Cannabis markets showed anecdotal signs of THC inflation and preferential laboratory selection (a.k.a. “lab shopping”) but lacked systematic verification or regulatory standards. No validated federal testing methods existed.
Independent testing in Colorado and Washington revealed THC inflation of up to 30%.
Nevada regulators identified discrepancies in THC results across labs; initial signs of manipulation emerged.
Whistleblower lawsuits in Nevada accused licensed labs of knowingly inflating THC values and misrepresenting contamination risk.
Dispensaries in California and Oregon were found to consistently overstate THC on product labels compared to third-party lab retests.
Whistleblowers in California exposed widespread use of non-representative “hero samples” to game potency results.
Statistical analysis of Washington’s cannabis lab data showed inter-lab THC variability exceeding 5%, with systematic inflation at certain labs.
Analytical reviews showed cannabis flower labeled as 30% THC often contained only 20–24%. This mismatch was identified as both intentional fraud and methodological failure.
The DEA released its Cannabinoid Inflation Whitepaper, confirming systemic lab fraud and calling for mandatory auditing, secret shopper programs, and a national validation standard.

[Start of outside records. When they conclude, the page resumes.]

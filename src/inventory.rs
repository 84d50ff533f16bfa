//! Inventory snapshots and the dedup/resume plan derived from them.
//!
//! The plan is a pure function of the inventory and the per-pin save counts
//! aggregated across every success record for the same target board. The
//! manager wraps that with the file I/O and operator-facing logging.
use crate::error::RunError;
use crate::pin_ref::PinRef;
use crate::records::model::InventoryHeader;
use crate::records::{
    list_success_files, load_success_file, read_json, write_json, DuplicateEntry,
    DuplicatesReport, Inventory, LogPaths, RecordError,
};
use chrono::Utc;
use std::collections::{BTreeMap, HashSet};
use tracing::{error, info, instrument, warn};

/// Resume plan for a target board.
#[derive(Debug, Clone, PartialEq, Eq)]
pub struct DedupReport {
    /// Inventory pins never saved, in inventory order.
    pub remaining: Vec<PinRef>,
    /// Pins saved more than once, with their save counts.
    pub duplicates: Option<BTreeMap<PinRef, usize>>,
    /// Inventory index of the first remaining pin; inventory length if none.
    pub resume_index: usize,
    /// Inventory pins that already appear in some success record.
    pub already_saved: usize,
    pub total: usize,
}

/// Order-independent content hash: blake3 over the sorted canonical links.
pub fn checksum(pins: &[PinRef]) -> String {
    let mut urls: Vec<String> = pins.iter().map(PinRef::url).collect();
    urls.sort();
    blake3::hash(urls.join("|").as_bytes()).to_hex().to_string()
}

pub fn plan(inventory: &Inventory, saved_counts: &BTreeMap<PinRef, usize>) -> DedupReport {
    let remaining: Vec<PinRef> = inventory
        .pins
        .iter()
        .filter(|p| !saved_counts.contains_key(*p))
        .cloned()
        .collect();
    let resume_index = inventory
        .pins
        .iter()
        .position(|p| !saved_counts.contains_key(p))
        .unwrap_or(inventory.pins.len());
    let unique: HashSet<&PinRef> = inventory.pins.iter().collect();
    let already_saved = unique.iter().filter(|p| saved_counts.contains_key(**p)).count();
    let dups: BTreeMap<PinRef, usize> = saved_counts
        .iter()
        .filter(|(_, n)| **n > 1)
        .map(|(p, n)| (p.clone(), *n))
        .collect();

    DedupReport {
        remaining,
        duplicates: (!dups.is_empty()).then_some(dups),
        resume_index,
        already_saved,
        total: inventory.pins.len(),
    }
}

pub struct InventoryManager {
    paths: LogPaths,
    target_board: String,
}

impl InventoryManager {
    pub fn new(paths: LogPaths, target_board: impl Into<String>) -> Self {
        Self {
            paths,
            target_board: target_board.into(),
        }
    }

    /// Checksum of the inventory currently on disk, if any. Unreadable files
    /// count as absent.
    pub fn previous_checksum(&self) -> Option<String> {
        match read_json::<InventoryHeader>(&self.paths.inventory()) {
            Ok(Some(header)) => header.checksum,
            Ok(None) => None,
            Err(err) => {
                warn!(?err, "previous inventory unreadable");
                None
            }
        }
    }

    /// Compare a fresh inventory with the checksum it replaced. `None` when
    /// there was no earlier inventory.
    pub fn verify_inventory_integrity(&self, previous: Option<&str>, current: &Inventory) -> Option<bool> {
        let unchanged = previous? == current.checksum;
        if unchanged {
            info!("source board unchanged since last inventory");
        } else {
            warn!(checksum = %current.checksum, "source board changed since last inventory");
        }
        Some(unchanged)
    }

    /// Snapshot `pins` as the new inventory, replacing any previous one.
    #[instrument(skip_all, fields(pins = pins.len()))]
    pub fn create_inventory(&self, pins: &[PinRef]) -> Result<Inventory, RecordError> {
        let inventory = Inventory {
            created_at: Utc::now(),
            total_count: pins.len(),
            pins: pins.to_vec(),
            checksum: checksum(pins),
        };
        write_json(&self.paths.inventory(), &inventory)?;
        info!(checksum = %inventory.checksum, "inventory written");
        Ok(inventory)
    }

    pub fn load_inventory(&self) -> Result<Inventory, RunError> {
        let path = self.paths.inventory();
        read_json::<Inventory>(&path)?.ok_or(RunError::MissingInventory(path))
    }

    /// How many times each pin was saved to this board, across all runs.
    /// Records without a board are legacy and always count.
    pub fn saved_counts(&self) -> Result<BTreeMap<PinRef, usize>, RecordError> {
        let mut counts = BTreeMap::new();
        for path in list_success_files(self.paths.dir())? {
            let file = match load_success_file(&path) {
                Ok(file) => file,
                Err(err) => {
                    warn!(path = %path.display(), ?err, "skipping unreadable success record");
                    continue;
                }
            };
            match file.target_board.as_deref() {
                Some(board) if board != self.target_board => continue,
                _ => {}
            }
            // A pin listed twice in one file was still saved once by that run.
            let unique: HashSet<PinRef> = file.successful_pins.into_iter().collect();
            for pin in unique {
                *counts.entry(pin).or_insert(0) += 1;
            }
        }
        Ok(counts)
    }

    /// Build the resume plan. When duplicates exist they are also written to
    /// `duplicates.json` for manual cleanup.
    #[instrument(skip(self), fields(board = %self.target_board))]
    pub fn detect_duplicates(&self) -> Result<DedupReport, RunError> {
        let inventory = self.load_inventory()?;
        let counts = self.saved_counts()?;
        let report = plan(&inventory, &counts);

        info!(
            total = report.total,
            already_saved = report.already_saved,
            remaining = report.remaining.len(),
            "inventory compared with saved records"
        );

        if let Some(dups) = &report.duplicates {
            let mut entries: Vec<DuplicateEntry> = dups
                .iter()
                .map(|(pin, n)| DuplicateEntry {
                    pin_url: pin.clone(),
                    pin_id: pin.id().to_string(),
                    saved_count: *n,
                    extra_saves: n - 1,
                })
                .collect();
            entries.sort_by(|a, b| b.saved_count.cmp(&a.saved_count).then(a.pin_url.cmp(&b.pin_url)));
            let file = DuplicatesReport {
                detected_at: Utc::now(),
                total_duplicates: entries.len(),
                duplicated_pins: entries,
                action_needed: "Remove the extra copies from the target board manually".into(),
            };
            write_json(&self.paths.duplicates(), &file)?;
            warn!(count = file.total_duplicates, path = %self.paths.duplicates().display(), "duplicate saves detected");
        }
        Ok(report)
    }

    pub fn acknowledged(&self) -> Result<BTreeMap<PinRef, usize>, RecordError> {
        Ok(read_json(&self.paths.acknowledged())?.unwrap_or_default())
    }

    /// Record that the operator has seen (or cleaned up) these duplicates.
    pub fn acknowledge_duplicates(&self, dups: &BTreeMap<PinRef, usize>) -> Result<(), RecordError> {
        let mut acked = self.acknowledged()?;
        for (pin, n) in dups {
            let entry = acked.entry(pin.clone()).or_insert(0);
            *entry = (*entry).max(*n);
        }
        write_json(&self.paths.acknowledged(), &acked)?;
        info!(count = dups.len(), "duplicates acknowledged");
        Ok(())
    }

    /// Duplicates whose save count grew past what the operator acknowledged.
    pub fn unacknowledged(
        &self,
        dups: &BTreeMap<PinRef, usize>,
    ) -> Result<BTreeMap<PinRef, usize>, RecordError> {
        let acked = self.acknowledged()?;
        Ok(dups
            .iter()
            .filter(|(pin, n)| acked.get(*pin).map_or(true, |a| **n > *a))
            .map(|(p, n)| (p.clone(), *n))
            .collect())
    }

    /// Tell the operator where the run will pick up, or what must be cleaned
    /// up first. Returns whether the run may proceed.
    pub fn log_resume_instructions(&self, report: &DedupReport, blocking: &BTreeMap<PinRef, usize>) -> bool {
        if !blocking.is_empty() {
            error!(count = blocking.len(), "duplicate saves must be cleaned up before resuming");
            for (pin, n) in blocking.iter().take(10) {
                error!(pin = %pin, saved = n, "duplicate");
            }
            error!(
                path = %self.paths.duplicates().display(),
                "remove the extra copies, then rerun with --acknowledge-duplicates"
            );
            return false;
        }
        match report.remaining.first() {
            None => info!("all pins already saved; nothing to resume"),
            Some(first) => info!(
                resume_at = report.resume_index + 1,
                total = report.total,
                remaining = report.remaining.len(),
                first = %first,
                "ready to resume"
            ),
        }
        true
    }
}

#[cfg(test)]
mod tests {
    use super::*;

    fn pins(ids: &[&str]) -> Vec<PinRef> {
        ids.iter().map(|id| PinRef::parse(id).unwrap()).collect()
    }

    fn inventory(ids: &[&str]) -> Inventory {
        let pins = pins(ids);
        Inventory {
            created_at: Utc::now(),
            total_count: pins.len(),
            checksum: checksum(&pins),
            pins,
        }
    }

    #[test]
    fn checksum_ignores_order() {
        assert_eq!(checksum(&pins(&["1", "2", "3"])), checksum(&pins(&["3", "1", "2"])));
        assert_ne!(checksum(&pins(&["1", "2"])), checksum(&pins(&["1", "2", "3"])));
    }

    #[test]
    fn plan_partitions_inventory() {
        let inv = inventory(&["a", "b", "c", "d"]);
        let counts: BTreeMap<PinRef, usize> =
            [(PinRef::parse("a").unwrap(), 2), (PinRef::parse("c").unwrap(), 1), (PinRef::parse("z").unwrap(), 1)]
                .into_iter()
                .collect();
        let report = plan(&inv, &counts);
        assert_eq!(report.remaining, pins(&["b", "d"]));
        assert_eq!(report.resume_index, 1);
        assert_eq!(report.already_saved, 2);
        assert_eq!(report.remaining.len() + report.already_saved, inv.pins.len());
        let dups = report.duplicates.unwrap();
        assert_eq!(dups.len(), 1);
        assert_eq!(dups[&PinRef::parse("a").unwrap()], 2);
    }

    #[test]
    fn plan_when_everything_is_saved() {
        let inv = inventory(&["a", "b"]);
        let counts: BTreeMap<PinRef, usize> = pins(&["a", "b"]).into_iter().map(|p| (p, 1)).collect();
        let report = plan(&inv, &counts);
        assert!(report.remaining.is_empty());
        assert_eq!(report.resume_index, 2);
        assert!(report.duplicates.is_none());
    }
}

Massachusetts lab MCR Labs filed lawsuits against eight rival labs, alleging they deliberately inflated THC values and issued misleading COAs to win market share.
The Los Angeles Times conducted a deep-dive investigation uncovering widespread lab shopping, inflated potency labels, and lax state oversight in California.
Consumers filed a class-action lawsuit against Dreamfields Brands Inc. (Jeeter) for overstating THC potency by up to 100%, alleging fraud and false advertising.
Valley Greens Retail Outlet filed a lawsuit against Savage Enterprises, accusing them of mislabeling THC content and engaging in unfair business practices.
California regulators issued citations and suspended several lab licenses. The Department of Cannabis Control proposed mandatory off-the-shelf testing and secret shopper audits.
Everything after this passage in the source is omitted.